Endothelial Dysfunction and the Pathobiology of Accelerated Atherosclerosis in Hutchinson‐Gilford Progeria Syndrome

A prominent feature of Hutchinson‐Gilford Progeria Syndrome (HGPS) is premature, severe atherosclerosis, resulting in fatal heart attacks and strokes. Given the critical role of endothelial dysfunction in atherogenesis, we explored the effects of progerin (the mutant gene product in HGPS) on endothelial pathobiology, utilizing a model system in which cultured human endothelial cells (EC) express progerin via adenoviral infection. Progerin accumulation in EC results in a strikingly abnormal nuclear morphology, observed as aggregation of progerin and other nuclear proteins.

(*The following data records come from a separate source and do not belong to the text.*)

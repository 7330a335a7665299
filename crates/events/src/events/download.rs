use serde::{Deserialize, Serialize};

use super::FailureContext;

/// Download transfer events
#[derive(Debug, Clone, Serialize, Deserialize)]
#[serde(tag = "type")]
pub enum DownloadEvent {
    Started {
        url: String,
        total_bytes: Option<u64>,
    },
    Progress {
        url: String,
        bytes_downloaded: u64,
        total_bytes: Option<u64>,
    },
    Completed {
        url: String,
        bytes_downloaded: u64,
    },
    Failed {
        url: String,
        failure: FailureContext,
    },
}
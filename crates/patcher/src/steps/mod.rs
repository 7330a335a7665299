//! Concrete pipeline steps

mod download;
mod fetch;
mod install;
mod patch;

pub use download::{DownloadBaseApkStep, DownloadInjectorStep};
pub use fetch::FetchInfoStep;
pub use install::InstallStep;
pub use patch::{
    next_dex_name, ExtractApkStep, InjectModStep, PatchIconsStep, PatchManifestStep, RepackStep,
    SignStep,
};
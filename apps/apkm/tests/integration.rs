//! Integration tests for the apkm CLI

use std::process::Command;
use tempfile::TempDir;

fn apkm(dir: &TempDir) -> Command {
    let mut cmd = Command::new(env!("CARGO_BIN_EXE_apkm"));
    cmd.env("APKM_DATA_DIR", dir.path().join("data"))
        .env("APKM_CACHE_DIR", dir.path().join("cache"))
        .env_remove("RUST_LOG")
        .args(["--config", &dir.path().join("config.toml").display().to_string()]);
    cmd
}

fn temp_env() -> TempDir {
    let dir = TempDir::new().unwrap();
    std::fs::write(dir.path().join("config.toml"), "").unwrap();
    dir
}

#[test]
fn test_cli_version() {
    let output = Command::new(env!("CARGO_BIN_EXE_apkm"))
        .arg("--version")
        .output()
        .expect("Failed to execute apkm");

    assert!(output.status.success());
    let stdout = String::from_utf8_lossy(&output.stdout);
    assert!(stdout.contains("apkm"));
}

#[test]
fn test_cli_help() {
    let output = Command::new(env!("CARGO_BIN_EXE_apkm"))
        .arg("--help")
        .output()
        .expect("Failed to execute apkm");

    assert!(output.status.success());
    let stdout = String::from_utf8_lossy(&output.stdout);
    assert!(stdout.contains("install"));
    assert!(stdout.contains("logs"));
    assert!(stdout.contains("cache"));
}

#[test]
fn test_cli_invalid_command() {
    let output = Command::new(env!("CARGO_BIN_EXE_apkm"))
        .arg("invalid-command")
        .output()
        .expect("Failed to execute apkm");

    assert!(!output.status.success());
    let stderr = String::from_utf8_lossy(&output.stderr);
    assert!(stderr.contains("unrecognized subcommand"));
}

#[test]
fn test_logs_list_empty_json() {
    let dir = temp_env();
    let output = apkm(&dir)
        .args(["--json", "logs", "list"])
        .output()
        .expect("Failed to execute apkm");

    assert!(output.status.success());
    let value: serde_json::Value = serde_json::from_slice(&output.stdout).unwrap();
    assert_eq!(value["kind"], "records");
    assert_eq!(value["data"], serde_json::json!([]));
}

#[test]
fn test_logs_show_unknown_id_fails() {
    let dir = temp_env();
    let output = apkm(&dir)
        .args(["logs", "show", "00000000-0000-0000-0000-000000000000"])
        .output()
        .expect("Failed to execute apkm");

    assert!(!output.status.success());
    let stderr = String::from_utf8_lossy(&output.stderr);
    assert!(stderr.contains("no installation record"));
}

#[test]
fn test_cache_clear() {
    let dir = temp_env();
    let apks = dir.path().join("cache").join("apks");
    std::fs::create_dir_all(&apks).unwrap();
    std::fs::write(apks.join("base-228.apk"), b"PK").unwrap();

    let output = apkm(&dir)
        .args(["cache", "clear"])
        .output()
        .expect("Failed to execute apkm");

    assert!(output.status.success());
    assert!(!dir.path().join("cache").exists());
}

#[test]
fn test_install_rejects_bad_icon_color() {
    let dir = temp_env();
    let output = apkm(&dir)
        .args(["install", "--icon", "color", "--icon-color", "#12345"])
        .output()
        .expect("Failed to execute apkm");

    assert!(!output.status.success());
}
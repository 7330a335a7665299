#![deny(clippy::pedantic, unsafe_code)]
#![allow(clippy::module_name_repetitions)]

//! Patch installation pipeline for apkm
//!
//! A pipeline is an ordered list of [`Step`]s driven by a [`StepRunner`].
//! [`PatchRunner`] assembles the standard list: fetch release info, download
//! the base package and injector, unpack, patch, inject, repack, sign and
//! install. Steps reach the outside world only through the [`Toolchain`] in
//! their [`StepContext`].

#[macro_use]
mod macros;

mod assembler;
mod context;
mod release;
mod runner;
mod step;
pub mod steps;
pub mod toolchain;

pub use assembler::PatchRunner;
pub use context::{require, PatchState, StepContext};
pub use release::{
    select_release, GithubReleaseSource, ReleaseAsset, ReleaseSource, ResolvedRelease,
    BASE_APK_ASSET, INJECTOR_ASSET,
};
pub use runner::StepRunner;
pub use step::{execute_step, Step, StepCore, StepKind, StepOutcome, StepSnapshot};
pub use toolchain::{
    ApkArchive, ApkEditor, ApkSigner, BlockingScope, Downloader, PackageInstaller, Toolchain,
};

// Re-export so callers can build contexts without another dependency
pub use tokio_util::sync::CancellationToken;
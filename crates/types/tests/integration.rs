//! Integration tests for types

#[cfg(test)]
mod tests {
    use apkm_types::*;

    fn options() -> PatchOptions {
        PatchOptions {
            app_name: "Test".to_string(),
            package_name: "com.test.x".to_string(),
            debuggable: false,
            icon_replacement: IconReplacement::Original,
            version_preference: VersionPreference::Stable,
            custom_version_code: String::new(),
        }
    }

    #[test]
    fn test_default_options_are_valid() {
        PatchOptions::default().validate().unwrap();
        options().validate().unwrap();
    }

    #[test]
    fn test_custom_version_requires_code() {
        let mut opts = options();
        opts.version_preference = VersionPreference::Custom;
        let err = opts.validate().unwrap_err();
        assert!(err.to_string().contains("customVersionCode"));

        opts.custom_version_code = "126.21".to_string();
        assert!(opts.validate().is_err());

        opts.custom_version_code = "126021".to_string();
        opts.validate().unwrap();
    }

    #[test]
    fn test_custom_code_ignored_for_channels() {
        let mut opts = options();
        opts.custom_version_code = "not a number".to_string();
        opts.validate().unwrap();
    }

    #[test]
    fn test_blank_name_rejected() {
        let mut opts = options();
        opts.app_name = "   ".to_string();
        assert!(opts.validate().is_err());
    }

    #[test]
    fn test_icon_serialization_tags() {
        let json = serde_json::to_value(IconReplacement::OldDiscord).unwrap();
        assert_eq!(json["type"], "old_discord");

        let json = serde_json::to_value(IconReplacement::CustomColor {
            color: Color::BLURPLE,
        })
        .unwrap();
        assert_eq!(json["type"], "color");
        assert_eq!(json["color"], 0xFF58_65F2_u32);

        let json = serde_json::to_value(IconReplacement::CustomImage {
            image_bytes: vec![0x89, b'P', b'N', b'G'],
        })
        .unwrap();
        assert_eq!(json["type"], "image");
        assert_eq!(json["image_bytes"], "iVBORw==");
    }

    #[test]
    fn test_options_json_shape() {
        let json = serde_json::to_value(PatchOptions::default()).unwrap();
        assert_eq!(json["appName"], "Wintry");
        assert_eq!(json["packageName"], "dev.wintry.app");
        assert_eq!(json["versionPreference"], "stable");

        let back: PatchOptions = serde_json::from_value(json).unwrap();
        assert_eq!(back, PatchOptions::default());
    }

    #[test]
    fn test_icon_backgrounds() {
        assert_eq!(IconReplacement::Original.background(), None);
        assert_eq!(
            IconReplacement::OldDiscord.background(),
            Some(Color::OLD_BLURPLE)
        );
        let image = IconReplacement::CustomImage {
            image_bytes: vec![1],
        };
        assert_eq!(image.background().map(Color::alpha), Some(0));
    }

    #[test]
    fn test_session_state_terminal() {
        assert!(!SessionState::Working.is_terminal());
        assert!(SessionState::Success.is_terminal());
        assert!(SessionState::CloseScreen.is_terminal());
        assert!(SessionState::Failed {
            install_id: Uuid::new_v4()
        }
        .is_terminal());
    }
}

Accumulation of progerin also induces a proinflammatory/atherogenic program of EC activation characterized by 1) sustained expression of leukocyte adhesion molecules (VCAM‐1, E‐selectin) and proinflammatory cytokines (IL‐8, MCP‐1); 2) expression of prothrombotic genes (PAI‐1); 3) decreased expression of eNOS; and 4) downregulation of KLF2, a transcription factor critical to endothelial homeostasis. Further, conditioned medium from progerin‐expressing EC induces dysfunction when transferred onto control EC. Thus, progerin accumulation in EC appears to induce a state of chronic dysfunction, via autocrine/paracrine pathways, potentially contributing to the premature and accelerated atherosclerosis of HGPS.